→ PROBLEM STATEMENT
Scan the data for "crate" and copy each matching line.

→ DATA EXTRACTS
◇ ◇ ◇
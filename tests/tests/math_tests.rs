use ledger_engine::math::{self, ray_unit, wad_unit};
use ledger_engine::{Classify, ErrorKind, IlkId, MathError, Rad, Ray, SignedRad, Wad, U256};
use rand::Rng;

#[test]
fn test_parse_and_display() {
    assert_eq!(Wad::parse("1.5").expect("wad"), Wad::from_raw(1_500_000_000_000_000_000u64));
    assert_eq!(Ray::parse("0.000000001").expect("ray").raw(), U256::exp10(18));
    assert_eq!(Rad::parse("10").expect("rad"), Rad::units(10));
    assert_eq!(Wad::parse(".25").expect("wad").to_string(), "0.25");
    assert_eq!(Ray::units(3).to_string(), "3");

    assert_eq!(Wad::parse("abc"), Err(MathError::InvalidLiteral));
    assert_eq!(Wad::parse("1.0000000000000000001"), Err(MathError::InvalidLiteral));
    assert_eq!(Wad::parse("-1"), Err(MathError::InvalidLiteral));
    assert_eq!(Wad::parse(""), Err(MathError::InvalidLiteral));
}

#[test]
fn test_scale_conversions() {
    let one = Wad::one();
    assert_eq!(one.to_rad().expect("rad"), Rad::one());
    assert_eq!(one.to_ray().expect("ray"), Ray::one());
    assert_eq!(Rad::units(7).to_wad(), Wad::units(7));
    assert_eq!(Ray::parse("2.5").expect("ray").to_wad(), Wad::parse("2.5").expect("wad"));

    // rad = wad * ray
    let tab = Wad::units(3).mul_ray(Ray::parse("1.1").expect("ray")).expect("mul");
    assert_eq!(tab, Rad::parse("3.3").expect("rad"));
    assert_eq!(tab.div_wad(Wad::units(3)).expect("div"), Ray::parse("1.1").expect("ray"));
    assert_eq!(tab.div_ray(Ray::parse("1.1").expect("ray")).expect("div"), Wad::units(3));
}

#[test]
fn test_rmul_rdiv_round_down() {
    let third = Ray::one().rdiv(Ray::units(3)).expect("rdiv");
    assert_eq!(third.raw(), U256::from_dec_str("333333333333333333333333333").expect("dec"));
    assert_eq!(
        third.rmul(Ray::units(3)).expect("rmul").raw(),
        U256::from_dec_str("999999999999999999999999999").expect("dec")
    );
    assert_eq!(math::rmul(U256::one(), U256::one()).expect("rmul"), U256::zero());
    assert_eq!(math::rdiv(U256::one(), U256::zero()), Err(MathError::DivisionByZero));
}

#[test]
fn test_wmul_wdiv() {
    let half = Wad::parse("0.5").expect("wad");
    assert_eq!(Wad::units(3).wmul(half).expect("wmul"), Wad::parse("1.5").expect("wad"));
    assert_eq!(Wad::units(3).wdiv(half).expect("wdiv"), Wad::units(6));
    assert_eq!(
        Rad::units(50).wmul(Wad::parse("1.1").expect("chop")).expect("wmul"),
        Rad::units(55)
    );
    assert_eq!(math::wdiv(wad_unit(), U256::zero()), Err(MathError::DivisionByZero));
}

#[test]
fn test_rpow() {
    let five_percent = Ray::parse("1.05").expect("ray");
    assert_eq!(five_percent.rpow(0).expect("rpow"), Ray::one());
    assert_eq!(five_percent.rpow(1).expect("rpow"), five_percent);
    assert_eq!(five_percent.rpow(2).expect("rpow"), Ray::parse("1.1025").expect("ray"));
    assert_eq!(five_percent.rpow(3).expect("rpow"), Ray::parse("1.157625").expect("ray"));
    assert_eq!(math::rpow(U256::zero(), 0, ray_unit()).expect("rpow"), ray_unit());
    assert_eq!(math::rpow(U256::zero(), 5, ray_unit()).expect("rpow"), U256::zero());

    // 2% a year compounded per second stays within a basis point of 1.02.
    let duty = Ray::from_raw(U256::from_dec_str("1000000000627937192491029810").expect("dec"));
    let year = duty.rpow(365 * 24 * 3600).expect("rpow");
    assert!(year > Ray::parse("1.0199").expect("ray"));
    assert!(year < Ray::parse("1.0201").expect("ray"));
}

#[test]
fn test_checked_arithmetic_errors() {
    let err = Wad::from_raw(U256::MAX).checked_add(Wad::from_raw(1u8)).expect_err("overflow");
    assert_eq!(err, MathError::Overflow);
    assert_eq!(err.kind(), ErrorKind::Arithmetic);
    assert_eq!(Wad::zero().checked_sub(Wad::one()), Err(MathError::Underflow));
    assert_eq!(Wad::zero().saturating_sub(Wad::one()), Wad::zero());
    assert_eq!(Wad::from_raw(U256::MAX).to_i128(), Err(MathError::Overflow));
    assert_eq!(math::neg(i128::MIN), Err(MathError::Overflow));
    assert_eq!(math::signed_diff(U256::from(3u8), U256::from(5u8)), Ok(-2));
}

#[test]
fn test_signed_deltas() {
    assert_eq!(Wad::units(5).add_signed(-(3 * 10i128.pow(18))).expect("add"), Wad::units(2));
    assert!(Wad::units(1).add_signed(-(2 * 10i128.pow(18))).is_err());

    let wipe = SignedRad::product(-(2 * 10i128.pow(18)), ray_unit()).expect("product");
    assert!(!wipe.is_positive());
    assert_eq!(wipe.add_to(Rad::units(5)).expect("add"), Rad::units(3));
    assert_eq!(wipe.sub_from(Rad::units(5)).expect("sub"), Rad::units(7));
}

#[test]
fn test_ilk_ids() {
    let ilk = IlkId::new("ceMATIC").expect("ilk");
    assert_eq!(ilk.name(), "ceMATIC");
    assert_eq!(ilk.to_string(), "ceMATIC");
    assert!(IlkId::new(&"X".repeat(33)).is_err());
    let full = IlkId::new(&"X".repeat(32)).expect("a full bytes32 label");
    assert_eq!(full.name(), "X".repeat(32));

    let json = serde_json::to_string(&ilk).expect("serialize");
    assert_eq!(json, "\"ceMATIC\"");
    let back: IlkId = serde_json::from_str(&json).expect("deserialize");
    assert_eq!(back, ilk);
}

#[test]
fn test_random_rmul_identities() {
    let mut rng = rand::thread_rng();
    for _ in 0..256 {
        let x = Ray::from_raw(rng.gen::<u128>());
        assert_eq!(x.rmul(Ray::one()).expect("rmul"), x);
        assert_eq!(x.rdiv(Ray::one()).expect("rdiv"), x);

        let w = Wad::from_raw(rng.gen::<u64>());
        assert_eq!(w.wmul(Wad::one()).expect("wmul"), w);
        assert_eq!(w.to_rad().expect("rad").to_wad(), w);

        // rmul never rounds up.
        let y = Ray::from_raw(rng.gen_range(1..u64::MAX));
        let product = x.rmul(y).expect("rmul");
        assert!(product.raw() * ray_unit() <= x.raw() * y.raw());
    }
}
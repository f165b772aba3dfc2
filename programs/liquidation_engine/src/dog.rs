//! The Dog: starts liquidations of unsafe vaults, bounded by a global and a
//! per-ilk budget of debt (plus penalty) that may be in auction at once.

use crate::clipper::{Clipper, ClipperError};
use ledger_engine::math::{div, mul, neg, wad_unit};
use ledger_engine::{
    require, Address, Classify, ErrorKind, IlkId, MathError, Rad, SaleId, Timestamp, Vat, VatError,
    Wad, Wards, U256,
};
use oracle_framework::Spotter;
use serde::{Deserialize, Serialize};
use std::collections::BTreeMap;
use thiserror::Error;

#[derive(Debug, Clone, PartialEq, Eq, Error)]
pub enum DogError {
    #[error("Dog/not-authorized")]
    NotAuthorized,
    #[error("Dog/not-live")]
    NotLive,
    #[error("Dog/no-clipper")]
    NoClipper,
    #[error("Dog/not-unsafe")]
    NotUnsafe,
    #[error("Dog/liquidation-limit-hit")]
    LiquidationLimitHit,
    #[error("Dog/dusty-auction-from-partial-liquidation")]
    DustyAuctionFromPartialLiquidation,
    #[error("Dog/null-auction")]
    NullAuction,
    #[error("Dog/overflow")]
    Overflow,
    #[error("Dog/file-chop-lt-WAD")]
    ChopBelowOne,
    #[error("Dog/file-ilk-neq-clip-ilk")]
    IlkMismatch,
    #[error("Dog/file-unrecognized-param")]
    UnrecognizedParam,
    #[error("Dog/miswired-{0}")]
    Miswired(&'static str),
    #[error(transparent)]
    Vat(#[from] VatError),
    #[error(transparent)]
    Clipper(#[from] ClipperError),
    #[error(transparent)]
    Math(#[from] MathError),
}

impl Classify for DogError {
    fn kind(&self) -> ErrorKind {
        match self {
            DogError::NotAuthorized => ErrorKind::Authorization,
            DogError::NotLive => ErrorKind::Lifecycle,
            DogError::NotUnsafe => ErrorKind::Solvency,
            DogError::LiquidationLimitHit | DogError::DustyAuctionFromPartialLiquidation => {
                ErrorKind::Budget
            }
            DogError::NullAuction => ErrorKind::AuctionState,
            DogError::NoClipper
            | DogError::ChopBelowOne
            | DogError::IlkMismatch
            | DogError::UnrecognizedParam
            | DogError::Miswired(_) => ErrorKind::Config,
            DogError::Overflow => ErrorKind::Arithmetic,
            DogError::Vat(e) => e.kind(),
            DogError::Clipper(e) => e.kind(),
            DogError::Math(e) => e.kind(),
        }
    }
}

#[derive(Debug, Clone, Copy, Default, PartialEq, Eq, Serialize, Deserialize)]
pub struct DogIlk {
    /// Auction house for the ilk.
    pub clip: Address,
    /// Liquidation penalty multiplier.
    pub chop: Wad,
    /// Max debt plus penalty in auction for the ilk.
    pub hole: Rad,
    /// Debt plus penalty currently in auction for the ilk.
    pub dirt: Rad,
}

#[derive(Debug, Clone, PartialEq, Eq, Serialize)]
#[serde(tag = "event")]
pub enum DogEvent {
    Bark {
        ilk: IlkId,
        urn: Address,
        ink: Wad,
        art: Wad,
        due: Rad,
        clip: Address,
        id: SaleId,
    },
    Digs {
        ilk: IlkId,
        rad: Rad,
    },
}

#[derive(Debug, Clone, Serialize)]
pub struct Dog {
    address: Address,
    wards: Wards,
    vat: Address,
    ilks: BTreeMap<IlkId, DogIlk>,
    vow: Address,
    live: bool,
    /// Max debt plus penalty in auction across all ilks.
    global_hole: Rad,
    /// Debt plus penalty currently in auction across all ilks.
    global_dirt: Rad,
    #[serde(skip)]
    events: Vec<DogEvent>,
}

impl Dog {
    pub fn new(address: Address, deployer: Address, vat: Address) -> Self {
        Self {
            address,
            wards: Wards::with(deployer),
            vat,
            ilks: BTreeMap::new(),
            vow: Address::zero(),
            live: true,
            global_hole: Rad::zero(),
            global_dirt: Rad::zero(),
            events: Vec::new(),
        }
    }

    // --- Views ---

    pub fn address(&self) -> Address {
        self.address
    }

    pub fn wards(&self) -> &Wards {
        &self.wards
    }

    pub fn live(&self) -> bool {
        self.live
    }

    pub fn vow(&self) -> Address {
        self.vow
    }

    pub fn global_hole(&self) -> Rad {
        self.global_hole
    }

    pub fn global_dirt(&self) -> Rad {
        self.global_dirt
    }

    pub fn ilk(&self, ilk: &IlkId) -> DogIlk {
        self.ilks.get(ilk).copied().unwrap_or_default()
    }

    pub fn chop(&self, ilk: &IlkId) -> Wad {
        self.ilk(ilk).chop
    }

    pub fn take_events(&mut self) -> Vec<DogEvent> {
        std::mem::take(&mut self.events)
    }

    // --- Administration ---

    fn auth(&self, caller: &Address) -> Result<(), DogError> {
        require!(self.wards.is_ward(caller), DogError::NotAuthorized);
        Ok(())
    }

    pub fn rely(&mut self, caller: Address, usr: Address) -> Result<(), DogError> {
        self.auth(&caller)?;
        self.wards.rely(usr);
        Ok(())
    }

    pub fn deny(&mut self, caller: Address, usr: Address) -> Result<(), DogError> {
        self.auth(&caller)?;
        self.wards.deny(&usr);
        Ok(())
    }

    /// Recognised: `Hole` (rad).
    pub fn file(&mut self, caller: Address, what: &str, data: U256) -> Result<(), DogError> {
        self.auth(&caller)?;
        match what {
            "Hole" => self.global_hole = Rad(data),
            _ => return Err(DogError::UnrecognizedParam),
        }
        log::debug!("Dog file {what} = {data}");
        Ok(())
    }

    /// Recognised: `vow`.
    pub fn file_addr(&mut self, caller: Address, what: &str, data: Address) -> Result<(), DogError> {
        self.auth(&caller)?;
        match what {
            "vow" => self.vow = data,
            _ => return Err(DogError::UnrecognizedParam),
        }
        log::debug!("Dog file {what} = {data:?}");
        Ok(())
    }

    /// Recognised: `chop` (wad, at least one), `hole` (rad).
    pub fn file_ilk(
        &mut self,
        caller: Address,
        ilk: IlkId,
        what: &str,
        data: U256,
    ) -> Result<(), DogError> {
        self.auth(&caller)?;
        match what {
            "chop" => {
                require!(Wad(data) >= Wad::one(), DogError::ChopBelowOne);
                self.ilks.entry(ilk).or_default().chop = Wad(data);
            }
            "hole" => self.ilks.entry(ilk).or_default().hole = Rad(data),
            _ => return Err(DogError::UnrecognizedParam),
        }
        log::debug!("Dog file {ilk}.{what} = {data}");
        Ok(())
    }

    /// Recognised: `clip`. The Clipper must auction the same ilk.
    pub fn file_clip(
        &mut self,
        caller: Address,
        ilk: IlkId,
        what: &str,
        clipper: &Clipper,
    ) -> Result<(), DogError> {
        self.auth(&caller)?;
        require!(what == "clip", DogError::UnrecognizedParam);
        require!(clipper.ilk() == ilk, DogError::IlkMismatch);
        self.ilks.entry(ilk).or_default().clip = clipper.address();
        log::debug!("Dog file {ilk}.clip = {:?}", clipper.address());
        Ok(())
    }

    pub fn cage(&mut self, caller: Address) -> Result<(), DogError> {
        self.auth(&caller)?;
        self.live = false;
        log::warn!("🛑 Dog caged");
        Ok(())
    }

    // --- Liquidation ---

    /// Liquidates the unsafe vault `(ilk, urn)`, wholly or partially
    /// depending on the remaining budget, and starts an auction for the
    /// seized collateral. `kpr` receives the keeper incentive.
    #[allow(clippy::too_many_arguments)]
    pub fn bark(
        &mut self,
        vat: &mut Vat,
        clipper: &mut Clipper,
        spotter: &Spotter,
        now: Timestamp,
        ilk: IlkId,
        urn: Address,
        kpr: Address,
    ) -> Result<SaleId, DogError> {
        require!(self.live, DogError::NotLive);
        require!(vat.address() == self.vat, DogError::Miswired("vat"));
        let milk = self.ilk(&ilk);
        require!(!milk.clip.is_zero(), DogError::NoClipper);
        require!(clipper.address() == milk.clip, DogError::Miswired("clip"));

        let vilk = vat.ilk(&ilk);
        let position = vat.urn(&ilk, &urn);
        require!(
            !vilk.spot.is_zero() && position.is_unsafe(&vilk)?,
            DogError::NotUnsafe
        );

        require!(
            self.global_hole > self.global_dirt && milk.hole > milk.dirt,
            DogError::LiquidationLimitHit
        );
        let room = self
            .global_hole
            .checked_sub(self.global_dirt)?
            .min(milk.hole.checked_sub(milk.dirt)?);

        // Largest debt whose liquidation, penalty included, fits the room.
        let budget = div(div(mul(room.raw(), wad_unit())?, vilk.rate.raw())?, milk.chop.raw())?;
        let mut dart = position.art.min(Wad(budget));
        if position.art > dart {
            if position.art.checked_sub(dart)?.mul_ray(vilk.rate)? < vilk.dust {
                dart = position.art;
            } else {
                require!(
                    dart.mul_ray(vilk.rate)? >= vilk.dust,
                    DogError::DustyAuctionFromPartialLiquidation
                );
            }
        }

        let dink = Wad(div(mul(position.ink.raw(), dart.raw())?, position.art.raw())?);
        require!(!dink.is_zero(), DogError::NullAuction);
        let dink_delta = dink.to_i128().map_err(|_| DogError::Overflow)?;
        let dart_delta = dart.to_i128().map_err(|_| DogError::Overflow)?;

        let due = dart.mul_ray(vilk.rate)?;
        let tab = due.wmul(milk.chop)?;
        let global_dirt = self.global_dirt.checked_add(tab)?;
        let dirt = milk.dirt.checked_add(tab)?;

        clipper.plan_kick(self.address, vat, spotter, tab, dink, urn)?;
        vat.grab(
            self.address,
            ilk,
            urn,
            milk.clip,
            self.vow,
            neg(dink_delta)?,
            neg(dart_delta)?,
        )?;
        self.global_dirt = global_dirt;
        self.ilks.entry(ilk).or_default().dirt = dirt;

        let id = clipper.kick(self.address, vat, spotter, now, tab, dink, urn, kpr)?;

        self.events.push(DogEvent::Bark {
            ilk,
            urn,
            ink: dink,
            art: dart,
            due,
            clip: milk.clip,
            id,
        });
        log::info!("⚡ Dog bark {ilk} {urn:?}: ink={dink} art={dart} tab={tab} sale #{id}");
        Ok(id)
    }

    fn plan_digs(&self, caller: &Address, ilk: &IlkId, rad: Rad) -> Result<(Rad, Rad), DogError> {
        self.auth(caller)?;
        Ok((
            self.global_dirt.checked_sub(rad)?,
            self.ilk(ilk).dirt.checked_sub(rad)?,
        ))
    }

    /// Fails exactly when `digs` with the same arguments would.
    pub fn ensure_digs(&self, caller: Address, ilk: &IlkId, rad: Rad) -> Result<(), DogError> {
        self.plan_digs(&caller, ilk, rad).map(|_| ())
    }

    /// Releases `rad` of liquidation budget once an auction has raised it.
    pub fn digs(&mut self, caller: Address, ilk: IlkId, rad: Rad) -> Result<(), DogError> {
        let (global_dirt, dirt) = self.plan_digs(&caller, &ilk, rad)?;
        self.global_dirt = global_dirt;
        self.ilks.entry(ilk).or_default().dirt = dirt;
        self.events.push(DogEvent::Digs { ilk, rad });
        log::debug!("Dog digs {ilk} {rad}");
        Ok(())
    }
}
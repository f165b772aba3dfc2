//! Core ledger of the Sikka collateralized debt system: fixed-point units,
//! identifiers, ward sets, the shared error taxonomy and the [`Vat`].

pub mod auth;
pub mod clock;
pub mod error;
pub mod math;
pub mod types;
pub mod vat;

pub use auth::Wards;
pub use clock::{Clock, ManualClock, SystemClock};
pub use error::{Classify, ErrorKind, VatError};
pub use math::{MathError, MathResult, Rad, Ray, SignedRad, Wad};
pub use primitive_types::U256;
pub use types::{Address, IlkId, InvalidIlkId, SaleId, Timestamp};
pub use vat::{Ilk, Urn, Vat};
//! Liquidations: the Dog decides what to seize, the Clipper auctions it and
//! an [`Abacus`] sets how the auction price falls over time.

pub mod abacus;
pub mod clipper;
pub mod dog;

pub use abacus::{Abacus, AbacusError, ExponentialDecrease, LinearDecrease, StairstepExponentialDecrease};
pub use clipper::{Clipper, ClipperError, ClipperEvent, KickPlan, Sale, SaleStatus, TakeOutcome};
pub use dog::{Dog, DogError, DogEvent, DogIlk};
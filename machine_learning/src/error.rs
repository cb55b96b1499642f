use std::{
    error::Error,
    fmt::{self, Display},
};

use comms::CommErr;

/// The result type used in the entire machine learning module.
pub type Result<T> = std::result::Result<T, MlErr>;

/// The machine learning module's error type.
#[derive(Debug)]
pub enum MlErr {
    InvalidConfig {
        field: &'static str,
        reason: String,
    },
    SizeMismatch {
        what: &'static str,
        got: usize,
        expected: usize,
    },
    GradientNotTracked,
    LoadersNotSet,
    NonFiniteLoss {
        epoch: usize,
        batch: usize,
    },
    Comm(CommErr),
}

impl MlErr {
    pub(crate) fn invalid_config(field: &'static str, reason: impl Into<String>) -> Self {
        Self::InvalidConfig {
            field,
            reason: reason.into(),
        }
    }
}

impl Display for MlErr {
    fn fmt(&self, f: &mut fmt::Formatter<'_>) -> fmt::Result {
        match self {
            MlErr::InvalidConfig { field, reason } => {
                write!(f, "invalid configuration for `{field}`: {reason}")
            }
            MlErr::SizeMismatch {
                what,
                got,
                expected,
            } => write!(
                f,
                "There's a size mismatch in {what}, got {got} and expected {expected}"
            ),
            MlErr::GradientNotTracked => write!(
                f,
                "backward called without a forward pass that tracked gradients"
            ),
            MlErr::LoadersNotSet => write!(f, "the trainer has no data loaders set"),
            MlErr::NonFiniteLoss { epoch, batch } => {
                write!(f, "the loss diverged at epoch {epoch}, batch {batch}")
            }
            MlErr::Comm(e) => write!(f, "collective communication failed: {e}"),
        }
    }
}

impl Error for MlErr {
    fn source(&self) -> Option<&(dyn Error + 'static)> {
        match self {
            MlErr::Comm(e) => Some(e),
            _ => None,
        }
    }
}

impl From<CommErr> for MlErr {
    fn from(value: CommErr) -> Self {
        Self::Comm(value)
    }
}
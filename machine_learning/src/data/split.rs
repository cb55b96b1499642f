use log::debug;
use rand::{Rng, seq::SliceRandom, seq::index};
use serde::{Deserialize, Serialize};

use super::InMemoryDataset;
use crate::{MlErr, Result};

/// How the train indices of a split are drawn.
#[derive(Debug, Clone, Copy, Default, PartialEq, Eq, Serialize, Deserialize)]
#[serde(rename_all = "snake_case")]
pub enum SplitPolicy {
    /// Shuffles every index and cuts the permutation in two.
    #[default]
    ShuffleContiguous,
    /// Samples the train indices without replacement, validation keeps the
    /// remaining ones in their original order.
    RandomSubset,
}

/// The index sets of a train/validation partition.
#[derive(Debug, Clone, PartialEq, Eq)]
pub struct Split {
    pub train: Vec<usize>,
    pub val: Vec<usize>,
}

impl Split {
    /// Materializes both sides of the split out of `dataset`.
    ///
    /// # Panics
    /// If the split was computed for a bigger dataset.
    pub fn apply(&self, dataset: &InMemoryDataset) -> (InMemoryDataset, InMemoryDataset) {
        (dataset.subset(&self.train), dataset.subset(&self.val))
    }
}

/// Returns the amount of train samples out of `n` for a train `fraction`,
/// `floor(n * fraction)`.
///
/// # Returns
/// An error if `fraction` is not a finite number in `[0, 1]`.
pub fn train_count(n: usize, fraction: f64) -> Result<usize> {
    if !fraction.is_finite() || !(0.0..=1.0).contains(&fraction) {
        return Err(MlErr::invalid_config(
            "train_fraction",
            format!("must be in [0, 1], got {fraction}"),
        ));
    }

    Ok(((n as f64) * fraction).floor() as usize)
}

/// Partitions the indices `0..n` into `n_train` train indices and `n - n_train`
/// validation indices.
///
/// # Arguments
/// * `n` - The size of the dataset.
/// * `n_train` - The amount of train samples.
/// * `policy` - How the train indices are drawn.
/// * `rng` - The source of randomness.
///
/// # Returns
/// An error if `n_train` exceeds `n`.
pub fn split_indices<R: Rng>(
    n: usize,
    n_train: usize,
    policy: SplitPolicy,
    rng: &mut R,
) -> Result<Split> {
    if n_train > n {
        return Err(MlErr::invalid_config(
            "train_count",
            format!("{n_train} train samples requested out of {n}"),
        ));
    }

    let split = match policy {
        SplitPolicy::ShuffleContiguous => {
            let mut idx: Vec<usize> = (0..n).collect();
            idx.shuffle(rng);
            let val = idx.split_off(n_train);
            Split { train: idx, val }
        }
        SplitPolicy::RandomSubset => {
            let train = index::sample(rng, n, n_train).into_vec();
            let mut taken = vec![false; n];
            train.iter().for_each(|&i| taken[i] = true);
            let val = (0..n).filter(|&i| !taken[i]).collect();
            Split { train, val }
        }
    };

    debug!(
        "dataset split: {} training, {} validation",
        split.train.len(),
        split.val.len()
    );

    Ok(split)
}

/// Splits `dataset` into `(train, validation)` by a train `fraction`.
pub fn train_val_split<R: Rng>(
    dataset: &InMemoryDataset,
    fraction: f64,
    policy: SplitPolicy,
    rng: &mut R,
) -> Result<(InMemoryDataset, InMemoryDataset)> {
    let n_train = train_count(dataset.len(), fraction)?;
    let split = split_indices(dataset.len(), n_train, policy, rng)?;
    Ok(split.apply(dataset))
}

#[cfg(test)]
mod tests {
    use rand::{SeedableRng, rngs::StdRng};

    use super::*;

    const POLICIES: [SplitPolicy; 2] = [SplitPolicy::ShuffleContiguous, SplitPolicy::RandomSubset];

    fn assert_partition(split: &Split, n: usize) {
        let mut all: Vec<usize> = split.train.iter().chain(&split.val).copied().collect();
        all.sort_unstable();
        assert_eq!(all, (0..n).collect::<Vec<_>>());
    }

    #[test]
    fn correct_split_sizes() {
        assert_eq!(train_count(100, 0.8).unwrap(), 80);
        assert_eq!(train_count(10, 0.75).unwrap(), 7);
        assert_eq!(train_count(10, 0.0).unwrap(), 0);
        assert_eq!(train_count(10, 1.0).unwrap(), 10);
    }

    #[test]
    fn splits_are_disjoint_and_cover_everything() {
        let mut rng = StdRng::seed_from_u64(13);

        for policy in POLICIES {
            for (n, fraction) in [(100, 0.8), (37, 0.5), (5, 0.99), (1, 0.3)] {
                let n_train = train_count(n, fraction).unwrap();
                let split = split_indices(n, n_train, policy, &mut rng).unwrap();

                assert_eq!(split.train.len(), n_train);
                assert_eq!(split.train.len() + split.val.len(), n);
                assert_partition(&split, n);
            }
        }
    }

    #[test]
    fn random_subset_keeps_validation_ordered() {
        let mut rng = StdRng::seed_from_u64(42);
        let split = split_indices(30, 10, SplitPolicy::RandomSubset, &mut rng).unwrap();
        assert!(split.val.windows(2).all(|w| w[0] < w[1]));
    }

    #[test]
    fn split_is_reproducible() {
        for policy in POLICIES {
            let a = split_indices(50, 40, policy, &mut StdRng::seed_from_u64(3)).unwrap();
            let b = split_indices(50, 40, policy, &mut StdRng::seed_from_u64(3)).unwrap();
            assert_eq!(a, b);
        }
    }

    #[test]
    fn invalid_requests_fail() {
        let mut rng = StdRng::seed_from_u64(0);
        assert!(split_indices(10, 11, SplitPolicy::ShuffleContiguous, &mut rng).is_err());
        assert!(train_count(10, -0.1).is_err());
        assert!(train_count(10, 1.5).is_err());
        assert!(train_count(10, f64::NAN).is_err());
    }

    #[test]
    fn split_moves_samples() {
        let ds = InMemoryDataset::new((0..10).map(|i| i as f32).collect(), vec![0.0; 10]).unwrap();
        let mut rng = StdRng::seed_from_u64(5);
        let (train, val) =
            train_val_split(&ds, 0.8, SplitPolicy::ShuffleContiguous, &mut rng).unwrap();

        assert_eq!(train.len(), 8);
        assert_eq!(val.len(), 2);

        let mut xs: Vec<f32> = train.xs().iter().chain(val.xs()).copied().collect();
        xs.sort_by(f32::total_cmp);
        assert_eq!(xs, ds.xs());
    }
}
◇ ◇ ◇
→ WRITTEN RESPONSE
use crate::clipper::{Clipper, ClipperError};
    pub(crate) fn invalid_config(field: &'static str, reason: impl Into<String>) -> Self {
use crate::{MlErr, Result};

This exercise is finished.